Presidential Election Sparks Concerns Over Voter Integrity


All but four states are allowing voterto apply for absentee ballots due to the rise of COVID-19 PHOTO / UNSPLASH

Savannah Richards, Station Manager

The election next month will be the first time many Piedmont students are eligible to vote for President, but COVID-19 has raised several new obstacles for first-time voters to jump over in order to make their votes count.


Since the legal voting age was lowered to 18 during the 1972 election, student voter participation has been steadily decreasing. However, during the 2016 election the 18-29 year old age group was the only one to break the downward trend, increasing by four percentage points. Even so, according to the U.S. Census Bureau, only 41.6 percent of potential young voters turned out to the polls. 


Despite the percentage of 18-29 year old participating voters remaining under 50 percent, the age group has held its upward trend throughout the past few elections. In the 2018 midterms, nearly 40 percent of eligible young voters cast their votes–a far cry from the mere 19 percent participation from the same age group in 2014. 


However, there have been some concerns raised about whether or not this trend will continue in the 2020 election which is now less than a month away. All but four states are allowing all voters to apply for absentee ballots due to the rise of COVID-19, and many eligible voters have expressed their unwillingness to risk their health by visiting the polls in person. According to a recent poll conducted by NextGen America, a majority of young voters feel underprepared–both in resources and in knowledge–to vote via mail-in ballot.
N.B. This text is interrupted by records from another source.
pub mod animation;
pub mod cache;
pub mod canvas;
pub mod drawable;
pub mod element;
pub mod error;
pub mod geometry;
pub mod parser;
pub mod scene;

pub use animation::{
    AnimatedValue, AnimationPlayer, AnimatorDescription, FrameClock, Interpolator, ManualClock,
    PlayerState, SystemClock, TargetAnimation,
};
pub use cache::DescriptionCache;
pub use canvas::{
    DrawCommand, DrawContext, FillType, LineCap, LineJoin, PaintStyle, PathPaint, RecordingContext,
};
pub use drawable::{
    AnimatedVectorDrawable, AnimatedVectorLoader, Playback, Renderable, VectorDrawable,
    VectorPathContainer,
};
pub use element::{ClipPathElement, DrawMode, PathElement, PathStyle};
pub use error::{Result, VectorError};
pub use geometry::{GeometryPath, PathDataNode, PathMeasure};
pub use scene::{
    ClipPathId, GroupElement, GroupId, GroupMut, GroupTransform, PathId, Shape, ShapeAttributes,
    Target,
};
#[cfg(test)]
mod tests {
    use super::*;

    fn square() -> GeometryPath {
        GeometryPath::parse("M0,0 L10,0 L10,10 L0,10 Z").unwrap()
    }

    #[test]
    fn test_parse_keeps_command_case() {
        let nodes = parse_path_data("M1,2 l3,4 h5 V6 z").unwrap();
        let commands: Vec<char> = nodes.iter().map(|n| n.command).collect();
        assert_eq!(commands, vec!['M', 'l', 'h', 'V', 'z']);
        assert_eq!(nodes[1].params, vec![3.0, 4.0]);
        assert!(nodes[4].params.is_empty());
    }

    #[test]
    fn test_parse_rejects_garbage() {
        assert!(matches!(
            parse_path_data("M0,0 L"),
            Err(VectorError::MalformedPathData(_))
        ));
    }

    #[test]
    fn test_relative_commands_resolve_against_current_point() {
        let path = build_path(&parse_path_data("M10,10 l5,0 v5 h-5 z").unwrap()).unwrap();
        let els = path.elements();
        assert_eq!(els[0], PathEl::MoveTo(Point::new(10.0, 10.0)));
        assert_eq!(els[1], PathEl::LineTo(Point::new(15.0, 10.0)));
        assert_eq!(els[2], PathEl::LineTo(Point::new(15.0, 15.0)));
        assert_eq!(els[3], PathEl::LineTo(Point::new(10.0, 15.0)));
        assert_eq!(els[4], PathEl::ClosePath);
    }

    #[test]
    fn test_smooth_cubic_reflects_control_point() {
        let nodes = parse_path_data("M0,0 C0,10 10,10 10,0 S20,-10 20,0").unwrap();
        let path = build_path(&nodes).unwrap();
        match path.elements()[2] {
            PathEl::CurveTo(c1, _, _) => assert_eq!(c1, Point::new(10.0, -10.0)),
            ref other => panic!("unexpected {:?}", other),
        }
    }

    #[test]
    fn test_from_nodes_checks_parameter_count() {
        let bad = vec![PathDataNode::new('L', vec![1.0, 2.0, 3.0])];
        assert!(matches!(build_path(&bad), Err(VectorError::MalformedPathData(_))));
        let unknown = vec![PathDataNode::new('X', vec![1.0])];
        assert!(matches!(build_path(&unknown), Err(VectorError::MalformedPathData(_))));
        // Repeated groups in one node are implicit repeats of the command.
        let multi = vec![
            PathDataNode::new('M', vec![0.0, 0.0, 5.0, 0.0]),
            PathDataNode::new('l', vec![0.0, 5.0, -5.0, 0.0]),
        ];
        let path = build_path(&multi).unwrap();
        assert_eq!(path.elements().len(), 4);
        assert_eq!(path.elements()[3], PathEl::LineTo(Point::new(0.0, 5.0)));
    }

    #[test]
    fn test_can_morph() {
        let a = parse_path_data("M0,0 L10,10 Z").unwrap();
        let b = parse_path_data("M5,5 L20,0 Z").unwrap();
        let c = parse_path_data("M0,0 C1,1 2,2 3,3 Z").unwrap();
        let d = parse_path_data("M0,0 l10,10 Z").unwrap();
        assert!(can_morph(&a, &a));
        assert!(can_morph(&a, &b));
        assert!(!can_morph(&a, &c));
        assert!(!can_morph(&a, &d));
        assert!(!can_morph(&a, &a[..2]));
    }

    #[test]
    fn test_interpolate_midpoint() {
        let a = parse_path_data("M0,0 L10,10").unwrap();
        let b = parse_path_data("M10,0 L20,30").unwrap();
        let mid = interpolate(&a, &b, 0.5).unwrap();
        assert_eq!(mid[0].params, vec![5.0, 0.0]);
        assert_eq!(mid[1].params, vec![15.0, 20.0]);

        let c = parse_path_data("M0,0").unwrap();
        assert!(matches!(
            interpolate(&a, &c, 0.5),
            Err(VectorError::IncompatiblePathMorph { .. })
        ));
    }

    #[test]
    fn test_measure_square() {
        let sq = square();
        assert!((sq.length() - 40.0).abs() < 1e-6);
        let measure = PathMeasure::new(sq.bez_path());
        assert_eq!(measure.contour_count(), 1);
        let p = measure.point_at(0, 15.0).unwrap();
        assert!((p.x - 10.0).abs() < 1e-6 && (p.y - 5.0).abs() < 1e-6);
    }

    #[test]
    fn test_trim_window() {
        let sq = square();
        // Untrimmed keeps the original outline, close included.
        assert_eq!(sq.trimmed(0.0, 1.0, 0.0), sq.bez_path().clone());

        let half = sq.trimmed(0.0, 0.5, 0.0);
        assert!((PathMeasure::new(&half).length() - 20.0).abs() < 1e-6);

        let shifted = sq.trimmed(0.0, 0.25, 0.25);
        assert_eq!(shifted.elements()[0], PathEl::MoveTo(Point::new(10.0, 0.0)));

        assert!(sq.trimmed(0.5, 0.5, 0.0).elements().is_empty());
        assert!(sq.trimmed(0.8, 0.2, 0.0).elements().is_empty());
    }

    #[test]
    fn test_segment_spans_contours() {
        let two = GeometryPath::parse("M0,0 L10,0 M0,5 L10,5").unwrap();
        let seg = two.segment(5.0, 15.0);
        let moves = seg
            .elements()
            .iter()
            .filter(|e| matches!(e, PathEl::MoveTo(_)))
            .count();
        assert_eq!(moves, 2);
        assert!((PathMeasure::new(&seg).length() - 10.0).abs() < 1e-6);
    }

    #[test]
    fn test_arc_builds_curves() {
        let path = GeometryPath::parse("M0,10 A10,10 0 0 1 20,10").unwrap();
        assert!(path
            .bez_path()
            .elements()
            .iter()
            .any(|e| matches!(e, PathEl::CurveTo(..))));
        // Half circle of radius 10.
        assert!((path.length() - std::f64::consts::PI * 10.0).abs() < 0.05);
    }

    #[test]
    fn test_mat3_to_affine() {
        let m = Mat3::from_translation(glam::Vec2::new(3.0, 4.0))
            * Mat3::from_scale(glam::Vec2::splat(2.0));
        let a = mat3_to_affine(&m);
        assert_eq!(a * Point::new(1.0, 1.0), Point::new(5.0, 6.0));
    }
}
These claims may not be entirely off-base. According to research done by NPR more than 550,000 mail-in ballots were rejected during the 2020 primaries, a majority of which belonged to younger, first-time voters. In total, 40-70 percent of voters are expected to vote by mail during this election, meaning that the overall number of rejected ballots could notably increase.
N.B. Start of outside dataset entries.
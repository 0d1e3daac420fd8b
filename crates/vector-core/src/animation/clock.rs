use std::cell::Cell;
use std::rc::Rc;
use std::time::{Duration, Instant};

/// Source of frame times for animation playback.
pub trait FrameClock {
    /// Time elapsed since an arbitrary fixed origin.
    fn now(&self) -> Duration;
}

/// Wall-clock time measured from construction.
#[derive(Debug, Clone, Copy)]
pub struct SystemClock {
    origin: Instant,
}

impl SystemClock {
    pub fn new() -> Self {
        Self {
            origin: Instant::now(),
        }
    }
}

impl Default for SystemClock {
    fn default() -> Self {
        Self::new()
    }
}

impl FrameClock for SystemClock {
    fn now(&self) -> Duration {
        self.origin.elapsed()
    }
}

/// Clock advanced by hand. Clones share the same time, so a test can keep
/// one copy and hand another to a drawable.
#[derive(Debug, Clone, Default)]
pub struct ManualClock {
    now: Rc<Cell<Duration>>,
}

impl ManualClock {
    pub fn new() -> Self {
        Self::default()
    }

    pub fn advance(&self, by: Duration) {
        self.now.set(self.now.get() + by);
    }

    pub fn advance_ms(&self, ms: u64) {
        self.advance(Duration::from_millis(ms));
    }

    pub fn set(&self, at: Duration) {
        self.now.set(at);
    }
}

impl FrameClock for ManualClock {
    fn now(&self) -> Duration {
        self.now.get()
    }
}

#[cfg(test)]
mod tests {
    use super::*;

    #[test]
    fn test_manual_clock_is_shared() {
        let clock = ManualClock::new();
        let handle = clock.clone();
        handle.advance_ms(16);
        handle.advance_ms(16);
        assert_eq!(clock.now(), Duration::from_millis(32));
        clock.set(Duration::ZERO);
        assert_eq!(handle.now(), Duration::ZERO);
    }
}
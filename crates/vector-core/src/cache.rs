use crate::animation::AnimatorDescription;
use crate::error::Result;
use std::collections::{HashMap, VecDeque};
use std::sync::Arc;
use tracing::trace;

/// Parsed animators kept between loads.
pub const DEFAULT_CAPACITY: usize = 10;

#[derive(Debug, Clone, PartialEq, Eq, Hash)]
struct CacheKey {
    reference: String,
    // Motion paths are sampled per pixel size, so it is part of the key.
    pixel_size_bits: u32,
}

/// Least-recently-used cache of parsed animator descriptions.
#[derive(Debug)]
pub struct DescriptionCache {
    entries: HashMap<CacheKey, Arc<AnimatorDescription>>,
    lru: VecDeque<CacheKey>,
    capacity: usize,
}

impl Default for DescriptionCache {
    fn default() -> Self {
        Self::with_capacity(DEFAULT_CAPACITY)
    }
}

impl DescriptionCache {
    pub fn with_capacity(capacity: usize) -> Self {
        Self {
            entries: HashMap::new(),
            lru: VecDeque::new(),
            capacity: capacity.max(1),
        }
    }

    pub fn len(&self) -> usize {
        self.entries.len()
    }

    pub fn is_empty(&self) -> bool {
        self.entries.is_empty()
    }

    pub fn contains(&self, reference: &str, pixel_size: f32) -> bool {
        self.entries.contains_key(&Self::key(reference, pixel_size))
    }

    pub fn clear(&mut self) {
        self.entries.clear();
        self.lru.clear();
    }

    /// Returns the cached description, or runs `parse` and caches its
    /// result. Failed parses are not cached.
    pub fn get_or_parse(
        &mut self,
        reference: &str,
        pixel_size: f32,
        parse: impl FnOnce() -> Result<AnimatorDescription>,
    ) -> Result<Arc<AnimatorDescription>> {
        let key = Self::key(reference, pixel_size);
        if let Some(found) = self.entries.get(&key).cloned() {
            trace!(reference, "Animator cache hit");
            self.touch(&key);
            return Ok(found);
        }
        let parsed = Arc::new(parse()?);
        self.insert(key, parsed.clone());
        Ok(parsed)
    }

    fn key(reference: &str, pixel_size: f32) -> CacheKey {
        CacheKey {
            reference: reference.to_string(),
            pixel_size_bits: pixel_size.to_bits(),
        }
    }

    fn insert(&mut self, key: CacheKey, description: Arc<AnimatorDescription>) {
        self.entries.insert(key.clone(), description);
        self.touch(&key);
        while self.lru.len() > self.capacity {
            if let Some(old) = self.lru.pop_front() {
                self.entries.remove(&old);
            }
        }
    }

    fn touch(&mut self, key: &CacheKey) {
        if let Some(pos) = self.lru.iter().position(|k| k == key) {
            self.lru.remove(pos);
        }
        self.lru.push_back(key.clone());
    }
}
For any first-time absentee voters, there are several mistakes to be careful of when filling out a mail-in ballot. Students are encouraged to finally make applicable use of the “bubbling” technique they honed during countless Scantron tests in high school. As many will remember from standardized testing, be careful not to make any stray marks, fill in only one bubble per office, and follow all instructions on the ballot itself religiously.


Also, to quote every teacher ever, please don’t forget to write your name on the front of your paper. Each ballot envelope requires a signed affidavit on the envelope containing the ballot which verifies the voters identity. If the voter fails to sign his or her name when prompted, the ballot will be rejected and the vote will not be counted. The ballot may also be rejected if the voter signs using a different signature than the one his or her state has on file. This has also been projected by some experts to cause a potential problem for young voters, because signatures most often change during early adulthood.
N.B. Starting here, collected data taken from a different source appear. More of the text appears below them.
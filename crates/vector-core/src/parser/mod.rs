//! Streaming parsers over [`MarkupReader`](vector_data::MarkupReader)
//! events: vector scenes, animator descriptions and animated-vector
//! documents.

pub mod animated;
pub mod animator;
pub mod vector;

pub use animated::{parse_animated_vector, AnimatedVectorDocument, TargetReference};
pub use animator::{parse_animator, AnimatorContext};
pub use vector::{parse_vector, SceneParse};
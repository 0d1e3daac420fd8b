use thiserror::Error;

#[derive(Error, Debug)]
pub enum MarkupError {
    #[error("Malformed markup at {position}: {message}")]
    Malformed { position: String, message: String },
    #[error("Unexpected end of document")]
    UnexpectedEnd,
    #[error("Resource not found: {0}")]
    ResourceNotFound(String),
    #[error("Invalid resource reference: {0}")]
    InvalidReference(String),
    #[error("Invalid display metrics: {0}")]
    Metrics(#[from] serde_json::Error),
    #[error(transparent)]
    Io(#[from] std::io::Error),
}
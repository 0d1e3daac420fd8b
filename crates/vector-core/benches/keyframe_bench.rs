use criterion::{criterion_group, criterion_main, BenchmarkId, Criterion};
use std::sync::Arc;
use std::time::Duration;
use vector_core::animation::{
    AnimatedValue, AnimatorDescription, Keyframe, PropertyValues, TargetAnimation,
    ValueAnimatorDescription, ValueType,
};
use vector_core::{AnimationPlayer, GroupElement, GroupTransform, Shape};

fn bench_player_frame(c: &mut Criterion) {
    let mut group = c.benchmark_group("AnimationPlayer::on_frame");

    let mut shape = Shape::default();
    let spinner = shape.insert_group(GroupElement::new(
        Some("spinner".into()),
        GroupTransform::default(),
    ));
    shape.attach_group(spinner, None);

    // 10,000 evenly spaced rotation keyframes over ten seconds
    let count = 10_000;
    let keyframes = (0..count)
        .map(|i| Keyframe::new(i as f32 / (count - 1) as f32, Some(AnimatedValue::Float(i as f32))))
        .collect();
    let animation = AnimatorDescription::Value(ValueAnimatorDescription {
        property_values: vec![PropertyValues::of_keyframes(
            "rotation",
            ValueType::Float,
            keyframes,
        )],
        duration: 10_000,
        ..Default::default()
    });
    let targets = vec![TargetAnimation {
        target_name: "spinner".into(),
        animation: Arc::new(animation),
    }];

    for &ms in &[100u64, 5_000, 9_990] {
        group.bench_with_input(BenchmarkId::new("frame_at_ms", ms), &ms, |b, &ms| {
            let mut player = AnimationPlayer::new();
            if player.prepare(&targets, &shape).is_err() {
                return;
            }
            let mut shape = shape.clone();
            let _ = player.start(Duration::ZERO, &mut shape);
            b.iter(|| player.on_frame(Duration::from_millis(ms), &mut shape))
        });
    }

    group.finish();
}

criterion_group!(benches, bench_player_frame);
criterion_main!(benches);
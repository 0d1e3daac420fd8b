use std::fmt;

/// A packed 32-bit ARGB color.
#[derive(Debug, Clone, Copy, PartialEq, Eq, Hash, Default)]
pub struct Color(pub u32);

impl Color {
    pub const TRANSPARENT: Color = Color(0x0000_0000);
    pub const BLACK: Color = Color(0xFF00_0000);
    pub const WHITE: Color = Color(0xFFFF_FFFF);
    pub const RED: Color = Color(0xFFFF_0000);
    pub const GREEN: Color = Color(0xFF00_FF00);
    pub const BLUE: Color = Color(0xFF00_00FF);

    pub const fn from_argb(a: u8, r: u8, g: u8, b: u8) -> Self {
        Color(((a as u32) << 24) | ((r as u32) << 16) | ((g as u32) << 8) | b as u32)
    }

    pub const fn argb(self) -> u32 {
        self.0
    }

    pub const fn alpha(self) -> u8 {
        (self.0 >> 24) as u8
    }

    pub const fn red(self) -> u8 {
        (self.0 >> 16) as u8
    }

    pub const fn green(self) -> u8 {
        (self.0 >> 8) as u8
    }

    pub const fn blue(self) -> u8 {
        self.0 as u8
    }

    pub const fn with_alpha(self, alpha: u8) -> Self {
        Color((self.0 & 0x00FF_FFFF) | ((alpha as u32) << 24))
    }

    /// Parses `#A`, `#RGB`, `#RRGGBB` and `#AARRGGBB`.
    ///
    /// `#A` repeats its single digit across all eight nibbles and `#RGB`
    /// doubles each digit into an opaque color. Any other shape, or a
    /// literal with non-hex digits, yields [`Color::TRANSPARENT`].
    pub fn parse_literal(literal: &str) -> Color {
        let literal = literal.trim();
        let Some(digits) = literal.strip_prefix('#') else {
            return Color::TRANSPARENT;
        };
        let expanded: String = match digits.len() {
            1 => digits.repeat(8),
            3 => digits.chars().flat_map(|c| [c, c]).collect(),
            6 | 8 => digits.to_string(),
            _ => return Color::TRANSPARENT,
        };
        match u32::from_str_radix(&expanded, 16) {
            Ok(v) if expanded.len() == 6 => Color(0xFF00_0000 | v),
            Ok(v) => Color(v),
            Err(_) => Color::TRANSPARENT,
        }
    }

    /// Whether `value` is written as a color literal.
    pub fn is_literal(value: &str) -> bool {
        value.trim_start().starts_with('#')
    }

    /// Interpolates in linear light. Channels are decoded with a 2.2 gamma,
    /// mixed, and re-encoded; alpha is mixed directly.
    pub fn lerp_argb(self, end: Color, fraction: f32) -> Color {
        let channel = |c: u8| c as f32 / 255.0;
        let to_linear = |c: u8| channel(c).powf(2.2);

        let a = channel(self.alpha()) + fraction * (channel(end.alpha()) - channel(self.alpha()));
        let r = to_linear(self.red()) + fraction * (to_linear(end.red()) - to_linear(self.red()));
        let g = to_linear(self.green())
            + fraction * (to_linear(end.green()) - to_linear(self.green()));
        let b =
            to_linear(self.blue()) + fraction * (to_linear(end.blue()) - to_linear(self.blue()));

        let encode = |v: f32| (v.max(0.0).powf(1.0 / 2.2) * 255.0).round().clamp(0.0, 255.0) as u8;
        Color::from_argb(
            (a * 255.0).round().clamp(0.0, 255.0) as u8,
            encode(r),
            encode(g),
            encode(b),
        )
    }
}

impl fmt::Display for Color {
    fn fmt(&self, f: &mut fmt::Formatter<'_>) -> fmt::Result {
        write!(f, "#{:08X}", self.0)
    }
}

impl From<u32> for Color {
    fn from(argb: u32) -> Self {
        Color(argb)
    }
}

#[cfg(test)]
mod tests {
    use super::*;

    #[test]
    fn test_parse_literal_shapes() {
        assert_eq!(Color::parse_literal("#FF0000"), Color(0xFFFF0000));
        assert_eq!(Color::parse_literal("#80FF0000"), Color(0x80FF0000));
        assert_eq!(Color::parse_literal("#F00"), Color::parse_literal("#FFFF0000"));
        assert_eq!(Color::parse_literal("#8"), Color(0x88888888));
        assert_eq!(Color::parse_literal("#12345"), Color::TRANSPARENT);
        assert_eq!(Color::parse_literal("#GGGGGG"), Color::TRANSPARENT);
        assert_eq!(Color::parse_literal("red"), Color::TRANSPARENT);
    }

    #[test]
    fn test_channels() {
        let c = Color::from_argb(0x11, 0x22, 0x33, 0x44);
        assert_eq!(c.argb(), 0x11223344);
        assert_eq!((c.alpha(), c.red(), c.green(), c.blue()), (0x11, 0x22, 0x33, 0x44));
        assert_eq!(c.with_alpha(0xFF), Color(0xFF223344));
        assert_eq!(c.to_string(), "#11223344");
    }

    #[test]
    fn test_lerp_argb_endpoints_and_gamma() {
        let start = Color::BLACK;
        let end = Color::WHITE;
        assert_eq!(start.lerp_argb(end, 0.0), start);
        assert_eq!(start.lerp_argb(end, 1.0), end);
        // Halfway in linear light is brighter than the sRGB midpoint.
        let mid = start.lerp_argb(end, 0.5);
        assert!(mid.red() > 128, "got {}", mid);
        assert_eq!(mid.alpha(), 0xFF);
    }
}
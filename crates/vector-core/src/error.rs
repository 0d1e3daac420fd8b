use thiserror::Error;
use vector_data::MarkupError;

#[derive(Error, Debug)]
pub enum VectorError {
    #[error("Malformed markup: {0}")]
    MalformedMarkup(String),
    #[error("Malformed path data: {0}")]
    MalformedPathData(String),
    #[error("Can't morph from {from} to {to}")]
    IncompatiblePathMorph { from: String, to: String },
    #[error("Target with the name {0} cannot be found in the vector drawable")]
    UnresolvedAnimationTarget(String),
    #[error("Target {0} is not a group or a path and cannot be animated")]
    UnsupportedAnimationTarget(String),
    #[error("Value type of {0} cannot be determined")]
    UndefinedValueType(String),
    #[error("Animated vector is missing its drawable attribute")]
    MissingDrawable,
    #[error("Invalid attribute {name}: {message}")]
    InvalidAttribute { name: String, message: String },
    #[error(transparent)]
    Resource(#[from] MarkupError),
}

pub type Result<T> = std::result::Result<T, VectorError>;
Other factors that may endanger the chance of a mail-in ballot being validated include a failure to include all of the necessary additional documentation, mailing your completed ballot in too late, and otherwise failing to follow the instructions laid out in your mail-in ballot packet. An absentee ballot is a way for any young voters who don’t want to risk going to the polls in-person to still make their voice be heard during this election, but diligence is necessary to make sure that each vote gets counted.